今は飛行機で羽田空港に向かっている最中。
座席前の暗くなったモニターに反射して写る自分と目があった。シルクのような素材の白のブラウスに、ハリのあるベージュの革ジャンを羽織った私。これまでの私が好きこのんで選んでこなかった着こなしなのだが、我ながらなんだかカッコいい。

リスナーの何気ない一言に、今の自分を作り上げた過去を振り返る

月に一度、渋谷にあるコミュニティFMでラジオパーソナリティを務める私。以前、出演番組のおじさんリスナーから何気ない一言を言われた。

「もっと年相応の格好していいんちゃう?」

その時は「そうですね〜!これまで“オトナにならなくちゃ”ってどこか焦ってたからな〜」と、その場しのぎに返答した。
そもそも「オトナにならなくちゃ」と思っていた理由は何だったのか。これまであまり気に留めていなかったのだが、これを機に今の自分を作り上げた過去を振り返ることにした。
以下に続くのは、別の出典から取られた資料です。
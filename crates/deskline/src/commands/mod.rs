//! CLI command handlers.

pub mod listen;
pub mod login;
pub mod logout;
pub mod request;
pub mod whoami;

use anyhow::{Context as _, Result};
use deskline_client::{DesklineClient, Session, file_token_store};
use deskline_config::DesklineConfig;

/// Shared context for all commands.
#[derive(Debug, Clone)]
pub struct Context {
    /// Resolved configuration.
    pub config: DesklineConfig,
    /// Output as JSON for scripting.
    pub json_output: bool,
    /// Verbose output enabled.
    pub verbose: bool,
}

impl Context {
    /// Build a client backed by the configured token file.
    pub fn client(&self) -> Result<DesklineClient> {
        let api_url = self.config.api_url()?;
        let realtime_url = self.config.realtime_url()?;
        let token_file = self.config.token_file()?;

        let mut builder = DesklineClient::builder()
            .base_url(api_url.as_str())
            .realtime_url(realtime_url.as_str())
            .token_store(file_token_store(&token_file))
            .timeout(self.config.timeout())
            .max_backoff(self.config.max_backoff());
        if let Some(ref agent) = self.config.http.user_agent {
            builder = builder.user_agent(agent.clone());
        }

        builder.build().context("failed to create client")
    }

    /// Build a client and restore the stored session.
    pub async fn restored(&self) -> Result<(DesklineClient, Session)> {
        let client = self.client()?;
        let session = client.restore().await;
        Ok((client, session))
    }
}

/// Error out unless a user is signed in.
pub fn require_session(session: &Session) -> Result<()> {
    if session.is_authenticated() {
        Ok(())
    } else {
        anyhow::bail!("Not logged in. Run 'deskline login' first.")
    }
}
私が物心ついた時、母は更年期と育児ノイローゼ、その上にメニエール病を患い、日頃からめまいや耳鳴りの症状に悩まされていた。持病持ちでワンオペ育児だったんだから、本当に母には頭が上がらない。
幼稚園生ぐらいの年頃は、きっとまだ親が一緒にお風呂に入るのが「普通」なのかもしれない。しかし当時幼稚園生だった私は、母の体調が芳しくないと、「今日はリーがお母さんの代わりだからね」と言って、歳の変わらない不憫な妹をお風呂に入れてあげていた。
それを母が脱衣所越しに聞いていたことを知ったのは、それから20年近く経った頃だった。

焦りのような「“オトナ”にならなくちゃ」が体現されたファッション

そして私が20歳の時。母の子宮と卵巣に腫瘍が見つかり、全摘出手術のために1週間ほど入院することになった。その際、横浜の学生寮から帰省し、母の病院に着替えを届けに行ったり、病院から帰宅すれば洗濯・夕飯作りに勤しんだ。そして普段全く家事をしない実家暮らしの妹に、家事を手取り足取り教えてあげたものだ。
その時に教えてあげたガーリックシュリンプに妹はどハマりし、退院後の母に振る舞ったらしく、「さすがに退院後早々にアレはヘビーだったわ」と母が後日談を笑いながら話していた。

こういった幼い頃からの積み重ねが起因してか、24歳になった妹は未だに私のことを時折「お母さん」とうっかり呼んでしまう。
「“オトナ”にならなくちゃ」という焦りのような使命感が、私を背伸びさせたのだろう。
もちろん“オトナ”に見えるファッションのおかげで、どこに行っても恥ずかしい思いをしたことはない。
大学時代に行ったインターンシップも、美容部員時代の研修の時も、“オトナ”の「普通」に溶け込んでいたのだから。

そういった生い立ちや経験が生みだした、焦りのような使命感による「“オトナ”にならなくちゃ」が体現されたファッション。デフォルトとなっていたのは暗髪ヘアに黒のリブニットと黒のスキニー。スカートは履いてもミモレ丈。それは言うなれば「おばさんになってもできるファッション」だった。
私のラジオ番組のおじさんリスナーから言われた「もっと年相応の格好していいんちゃう?」という言葉が、私をがんじがらめにしていた、焦りのような使命感によるファッションを少しずつ手放させた。

背伸びせず、「普通」じゃなくたって「特別」な私でいいじゃないか

手始めに今年の1月、人生初の金髪ショートヘアにした。これがかなり周りからの評判が良く、自他共に認めるほど表情がこれまで以上に明るくなった。
その後は金髪ショートヘアに合わせて、これまで好んで着てこなかったミニ丈のワンピースやジーンズスタイルの服装を増やした。幼少期以来お目見えしていなかった膝小僧が綺麗だと、同性の子に褒められたのがちょっと自信に繋がった。

「もしや、本来の私がこっちだったのでは?」と思い始めた頃には、根拠のある自信というものが芽生え始めていることに気付いた。

おじさんリスナーの言葉はいささか言葉足らずではあったが、「もう背伸びしなくていいんじゃない?」と言いたかったのではないかと言葉の意図をくみ取ることができ、飛行機の窓から見える小さな家々を見下ろしながら小さく微笑んだ。
背伸びなんかせず、「普通」じゃなくたって「特別」な私でいいじゃないか、と。

そんなことを書き連ねていると、機体が羽田空港に着陸したようだ。
座席前のモニターの反射を利用して革ジャンの襟を正し、地にしっかり足をつけて今この時を楽しむべく目的地に向かおう。